• _What the task requires_:
Answer with a bare number: the count of lines in the data below that contain the word "measures".

• _Exercise inputs_:
*** Block opens ***

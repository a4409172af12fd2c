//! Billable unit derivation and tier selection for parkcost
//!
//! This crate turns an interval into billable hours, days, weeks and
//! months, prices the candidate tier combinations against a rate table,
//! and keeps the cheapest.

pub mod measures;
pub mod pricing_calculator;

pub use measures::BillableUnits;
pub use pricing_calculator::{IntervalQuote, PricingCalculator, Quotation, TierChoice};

*** Block closes ***

• _Answer space_:
2